What the task requires:
Where a line of the following data contains the string "failed", include it in the tally. Report the total alone.

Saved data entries
-- -- --

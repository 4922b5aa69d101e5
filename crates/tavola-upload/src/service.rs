//! Upload orchestrator
//!
//! Drives one upload through validate → write → mint URL → catalog insert,
//! rolling back partial side effects on failure. Each invocation owns the
//! lifecycle of a single upload attempt; concurrent invocations share
//! nothing mutable and may run fully in parallel.

use std::sync::Arc;

use tavola_catalog::{CatalogStore, NewCatalogRecord};
use tavola_core::validation::validate;
use tavola_core::{policy, PipelineConfig, UploadReceipt, UploadRequest, UploadResult};
use tavola_storage::{object_path, ObjectStorage};

use crate::retry::{with_retry, RetryPolicy};

const DEFAULT_CATALOG_TABLE: &str = "media_catalog";

/// Upload pipeline service
///
/// Explicitly constructed and dependency-injected; holds no ambient global
/// state, so multiple instances and concurrent test runs do not interfere.
pub struct UploadService {
    storage: Arc<dyn ObjectStorage>,
    catalog: Arc<dyn CatalogStore>,
    retry: RetryPolicy,
    catalog_table: String,
}

impl UploadService {
    pub fn new(storage: Arc<dyn ObjectStorage>, catalog: Arc<dyn CatalogStore>) -> Self {
        Self {
            storage,
            catalog,
            retry: RetryPolicy::default(),
            catalog_table: DEFAULT_CATALOG_TABLE.to_string(),
        }
    }

    /// Wire a service from configuration: the retry budget and default
    /// catalog table come from the config, the backends from the factories.
    pub fn from_config(
        config: &PipelineConfig,
        storage: Arc<dyn ObjectStorage>,
        catalog: Arc<dyn CatalogStore>,
    ) -> Self {
        Self::new(storage, catalog)
            .with_retry_policy(RetryPolicy::default().with_max_retries(config.max_retries))
            .with_catalog_table(config.catalog_table.clone())
    }

    pub fn with_retry_policy(mut self, retry: RetryPolicy) -> Self {
        self.retry = retry;
        self
    }

    pub fn with_catalog_table(mut self, table: impl Into<String>) -> Self {
        self.catalog_table = table.into();
        self
    }

    /// Run one upload through the pipeline.
    ///
    /// An explicit destination override on the request wins over policy
    /// resolution, but the policy target still supplies the validation
    /// constraints. On failure after the object write, the object is
    /// removed (best-effort) before the error is returned, so a requested
    /// catalog row and its object always exist together or not at all.
    pub async fn upload(&self, request: UploadRequest) -> UploadResult {
        let target = policy::resolve(&request.upload_type);
        validate(&request, &target)?;

        let bucket = request
            .bucket_override
            .clone()
            .unwrap_or_else(|| target.bucket.clone());
        let folder = request
            .folder_override
            .clone()
            .unwrap_or_else(|| target.folder.clone());
        let storage_path = object_path(&folder, &request.file_name)?;

        // A failing or negative check never blocks the write, which will
        // fail clearly on its own if the bucket is absent.
        match self.storage.bucket_exists(&bucket).await {
            Ok(true) => {}
            Ok(false) => {
                tracing::warn!(bucket = %bucket, "Bucket not visible before write, proceeding")
            }
            Err(e) => {
                tracing::warn!(
                    error = %e,
                    bucket = %bucket,
                    "Bucket existence check failed, proceeding optimistically"
                );
            }
        }

        let retry = match request.max_retries {
            Some(n) => self.retry.clone().with_max_retries(n),
            None => self.retry.clone(),
        };

        tracing::info!(
            bucket = %bucket,
            path = %storage_path,
            size = request.size_bytes(),
            upload_type = %request.upload_type,
            "Processing upload"
        );

        let put_storage = Arc::clone(&self.storage);
        let put_bucket = bucket.clone();
        let put_path = storage_path.clone();
        let put_content_type = request.content_type.clone();
        let put_data = request.data.clone();
        with_retry(&retry, "storage.put", move || {
            let storage = Arc::clone(&put_storage);
            let bucket = put_bucket.clone();
            let path = put_path.clone();
            let content_type = put_content_type.clone();
            let data = put_data.clone();
            async move {
                storage
                    .put(&bucket, &path, data, &content_type)
                    .await
                    .map_err(|e| e.to_classified())
            }
        })
        .await?;

        let public_url = match self.storage.public_url(&bucket, &storage_path) {
            Ok(url) => url,
            Err(e) => {
                self.remove_object_best_effort(&bucket, &storage_path).await;
                return Err(e.to_classified());
            }
        };

        let mut catalog_id = None;
        if request.save_to_catalog {
            let table = request
                .catalog_table
                .clone()
                .unwrap_or_else(|| self.catalog_table.clone());
            let record = NewCatalogRecord {
                bucket: bucket.clone(),
                storage_path: storage_path.clone(),
                public_url: public_url.clone(),
                file_name: request.file_name.clone(),
                content_type: request.content_type.clone(),
                size_bytes: request.size_bytes() as i64,
                metadata: request.metadata.clone(),
            };

            let insert_catalog = Arc::clone(&self.catalog);
            let insert_table = table.clone();
            let inserted = with_retry(&retry, "catalog.insert", move || {
                let catalog = Arc::clone(&insert_catalog);
                let table = insert_table.clone();
                let record = record.clone();
                async move {
                    catalog
                        .insert(&table, &record)
                        .await
                        .map_err(|e| e.to_classified())
                }
            })
            .await;

            match inserted {
                Ok(id) => catalog_id = Some(id),
                Err(e) => {
                    // The object must never outlive its requested catalog row.
                    self.remove_object_best_effort(&bucket, &storage_path).await;
                    return Err(e);
                }
            }
        }

        tracing::info!(
            bucket = %bucket,
            path = %storage_path,
            catalog_id = ?catalog_id,
            "Upload complete"
        );

        Ok(UploadReceipt {
            public_url,
            bucket,
            storage_path,
            catalog_id,
        })
    }

    /// Upload several files as independent sequential pipeline runs. One
    /// result per input; a failure never rolls back earlier successes.
    pub async fn upload_batch(&self, requests: Vec<UploadRequest>) -> Vec<UploadResult> {
        let mut results = Vec::with_capacity(requests.len());
        for request in requests {
            results.push(self.upload(request).await);
        }
        results
    }

    /// Compensating cleanup. Failures are logged and never escalate: they
    /// must not mask the failure that triggered the rollback.
    async fn remove_object_best_effort(&self, bucket: &str, path: &str) {
        match self.storage.remove(bucket, path).await {
            Ok(()) => {
                tracing::info!(bucket = %bucket, path = %path, "Rolled back stored object")
            }
            Err(e) => {
                tracing::warn!(
                    error = %e,
                    bucket = %bucket,
                    path = %path,
                    "Cleanup of stored object failed"
                );
            }
        }
    }
}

-- -- --

Answer to this task:
2